Different species can hybridize to produce fertile offspring, but fertility may be a bit low and drop with each following generation. Eventually, they may become impossible to reproduce and are lost from the hobby. I see signs of exactly that happening with a recent popular ARN import.
This happened many times in the '60s, '70's and early '80s as one beautiful species after the other was being lost to the hobby. Species preservation groups, like the Killifish Conservation Committee (KCC) of the AKA were organized to keep at least some of the prettier and easier fish going in the hobby.
AKA decided that one way to stop the bleeding was to encourage folks to identify their fish by either a collection location, a collector's code, or both. They asked that folks not risk hybrids by breeding stock from different locations. Old, fertile strains were "grandfathered" by assuming they were not hybrids and called "aquarium strain." Those were fish that hobbyisits could feel free to select for long fins, or warped bodies, or whatever, but they often bring far less money at auction and are shunned by most experienced hobbyists.
One exception is that good, reliable strains of easy fish are maintained by we with more experience, so we have stock for beginners that will get them going on the right track.

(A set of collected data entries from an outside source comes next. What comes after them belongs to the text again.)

//! Webhook HTTP client
//!
//! reqwest-based adapter for the delivery port. The client carries the
//! connect timeout and user agent from configuration; each request gets its
//! own total deadline from the task. Every transport-level failure
//! collapses into `DeliveryOutcome::NoResponse` -- the performer decides
//! what that means for the task.

use async_trait::async_trait;
use reqwest::Client;
use reqwest::header::{CONTENT_TYPE, HeaderMap, HeaderName, HeaderValue};
use tracing::{debug, instrument, warn};

use application::ports::{DeliveryOutcome, WebhookPort, WebhookRequest};

use crate::config::DeliveryConfig;

/// HTTP client that POSTs task bodies to their webhooks
#[derive(Debug, Clone)]
pub struct WebhookClient {
    inner: Client,
}

impl WebhookClient {
    /// Build a client from the delivery configuration
    ///
    /// # Errors
    ///
    /// Returns an error if the underlying reqwest client cannot be built.
    pub fn new(config: &DeliveryConfig) -> Result<Self, reqwest::Error> {
        let inner = Client::builder()
            .connect_timeout(config.connect_timeout())
            .user_agent(&config.user_agent)
            .build()?;
        Ok(Self { inner })
    }

    fn header_map(request: &WebhookRequest) -> HeaderMap {
        let mut headers = HeaderMap::new();
        for (name, value) in &request.headers {
            match (
                HeaderName::try_from(name.as_str()),
                HeaderValue::from_str(value),
            ) {
                (Ok(name), Ok(value)) => {
                    headers.insert(name, value);
                }
                _ => warn!(header = %name, "skipping invalid pass-through header"),
            }
        }
        if let Ok(value) = HeaderValue::from_str(&request.content_type) {
            headers.insert(CONTENT_TYPE, value);
        }
        headers
    }
}

#[async_trait]
impl WebhookPort for WebhookClient {
    #[instrument(skip(self, request), fields(url = %request.url))]
    async fn deliver(&self, request: WebhookRequest) -> DeliveryOutcome {
        let headers = Self::header_map(&request);
        let result = self
            .inner
            .post(&request.url)
            .headers(headers)
            .timeout(request.timeout)
            .body(request.body)
            .send()
            .await;

        match result {
            Ok(response) => {
                let status = response.status().as_u16();
                debug!(status, "webhook responded");
                DeliveryOutcome::Delivered(status)
            }
            Err(e) => {
                debug!(error = %e, "webhook request failed");
                DeliveryOutcome::NoResponse(e.to_string())
            }
        }
    }
}
//! Worker pool with adaptive polling
//!
//! A single driver loop pops instructions from the broker and dispatches
//! each to a bounded pool of performers. The inter-poll delay adapts:
//! toward the floor while instructions flow, toward the idle ceiling while
//! the broker is empty, and toward a much higher ceiling while the broker
//! itself is erroring.

use std::sync::Arc;
use std::time::Duration;

use tokio::task::JoinSet;
use tracing::{debug, info, warn};

use crate::control::ControlFlag;
use crate::error::ApplicationError;
use crate::ports::{InstructionBroker, TaskStore};
use crate::services::performer::TaskPerformer;

/// Tunables for the worker pool and its polling loop
#[derive(Debug, Clone)]
pub struct PollerConfig {
    /// Concurrent performer slots
    pub max_tasks: usize,
    /// Polling floor while instructions flow
    pub min_delay: Duration,
    /// Polling ceiling while the broker is empty
    pub max_empty_delay: Duration,
    /// Polling ceiling while the broker is erroring
    pub max_error_delay: Duration,
    /// Idle backoff factor
    pub empty_multiplier: f64,
    /// Error backoff factor (also the recovery divisor)
    pub error_multiplier: f64,
    /// How long a single broker pop may block
    pub pop_timeout: Duration,
    /// Drain mode: stop once the broker and the pending set are both empty
    pub finish_on_empty: bool,
}

impl Default for PollerConfig {
    fn default() -> Self {
        Self {
            max_tasks: 5,
            min_delay: Duration::from_millis(200),
            max_empty_delay: Duration::from_millis(1600),
            max_error_delay: Duration::from_secs(240),
            empty_multiplier: 2.0,
            error_multiplier: 4.0,
            pop_timeout: Duration::from_secs(1),
            finish_on_empty: false,
        }
    }
}

/// Adaptive inter-poll delay
///
/// Yields the current delay, then steps it: hits divide it back toward the
/// floor, empty polls multiply it toward the idle ceiling, errors multiply
/// it toward the error ceiling.
#[derive(Debug)]
struct AdaptiveDelay {
    current: Duration,
    config: PollerConfig,
}

impl AdaptiveDelay {
    fn new(config: PollerConfig) -> Self {
        Self {
            current: config.min_delay,
            config,
        }
    }

    /// An instruction arrived: recover toward the floor
    fn on_hit(&mut self) -> Duration {
        self.current = self
            .current
            .div_f64(self.config.error_multiplier)
            .max(self.config.min_delay);
        self.current
    }

    /// Broker empty: back off toward the idle ceiling
    fn on_empty(&mut self) -> Duration {
        let delay = self.current.min(self.config.max_empty_delay);
        self.current = self
            .current
            .mul_f64(self.config.empty_multiplier)
            .min(self.config.max_empty_delay);
        delay
    }

    /// Broker error: back off toward the error ceiling
    fn on_error(&mut self) -> Duration {
        let delay = self.current.min(self.config.max_error_delay);
        self.current = self
            .current
            .mul_f64(self.config.error_multiplier)
            .min(self.config.max_error_delay);
        delay
    }
}

/// Bounded pool of performers fed by the adaptive poll loop
pub struct WorkerPool {
    broker: Arc<dyn InstructionBroker>,
    store: Arc<dyn TaskStore>,
    performer: Arc<TaskPerformer>,
    config: PollerConfig,
    flag: ControlFlag,
}

impl std::fmt::Debug for WorkerPool {
    fn fmt(&self, f: &mut std::fmt::Formatter<'_>) -> std::fmt::Result {
        f.debug_struct("WorkerPool")
            .field("config", &self.config)
            .finish_non_exhaustive()
    }
}

impl WorkerPool {
    /// Create a pool over its collaborators
    #[must_use]
    pub fn new(
        broker: Arc<dyn InstructionBroker>,
        store: Arc<dyn TaskStore>,
        performer: Arc<TaskPerformer>,
        config: PollerConfig,
        flag: ControlFlag,
    ) -> Self {
        Self {
            broker,
            store,
            performer,
            config,
            flag,
        }
    }

    /// Drive the pool until shutdown, or until drained in
    /// `finish_on_empty` mode
    ///
    /// In drain mode the result reports whether the queue was cleared
    /// (`Ok`) or abandoned on a broker error (`Err`). Worker failures never
    /// surface here: each performer converts its own failures into task
    /// transitions.
    pub async fn run(&self) -> Result<(), ApplicationError> {
        info!(
            max_tasks = self.config.max_tasks,
            finish_on_empty = self.config.finish_on_empty,
            "worker pool started"
        );
        let mut workers: JoinSet<()> = JoinSet::new();
        let mut delay = AdaptiveDelay::new(self.config.clone());

        let result = loop {
            if !self.flag.is_set() {
                break Ok(());
            }

            // Reap finished workers, then wait for a free slot if the pool
            // is saturated.
            while workers.try_join_next().is_some() {}
            while workers.len() >= self.config.max_tasks {
                let _ = workers.join_next().await;
            }

            let sleep_for = match self.broker.pop(self.config.pop_timeout).await {
                Ok(Some(instruction)) => {
                    debug!(%instruction, "dispatching instruction");
                    let performer = Arc::clone(&self.performer);
                    let flag = self.flag.clone();
                    workers.spawn(async move {
                        performer.perform(instruction, &flag).await;
                    });
                    delay.on_hit()
                }
                Ok(None) => {
                    if self.config.finish_on_empty && workers.is_empty() {
                        match self.store.count_pending().await {
                            Ok(0) => break Ok(()),
                            Ok(pending) => debug!(pending, "queue empty but tasks still pending"),
                            Err(e) => warn!(error = %e, "pending count failed"),
                        }
                    }
                    delay.on_empty()
                }
                Err(e) => {
                    warn!(error = %e, "broker poll failed");
                    if self.config.finish_on_empty {
                        break Err(e);
                    }
                    delay.on_error()
                }
            };

            tokio::select! {
                () = tokio::time::sleep(sleep_for) => {}
                () = self.flag.cleared() => {}
            }
        };

        // Drain in-flight workers before reporting.
        while workers.join_next().await.is_some() {}
        info!("worker pool drained");
        result
    }
}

I have some GUE eggs I plan to hatch, this week. They are a very pretty aquarium strain and were the first species of killifish I ever had, back about 1958! I also have an aquarium strain of FIL that I enjoy. Many of us were really disappointed when we lost the lovely FIL Lagos CI-91 that made it for about 4-6 generations. Despite the best efforts of at least a half-dozen experienced breeders, they died off. Bet you can't find one in the hobby, now.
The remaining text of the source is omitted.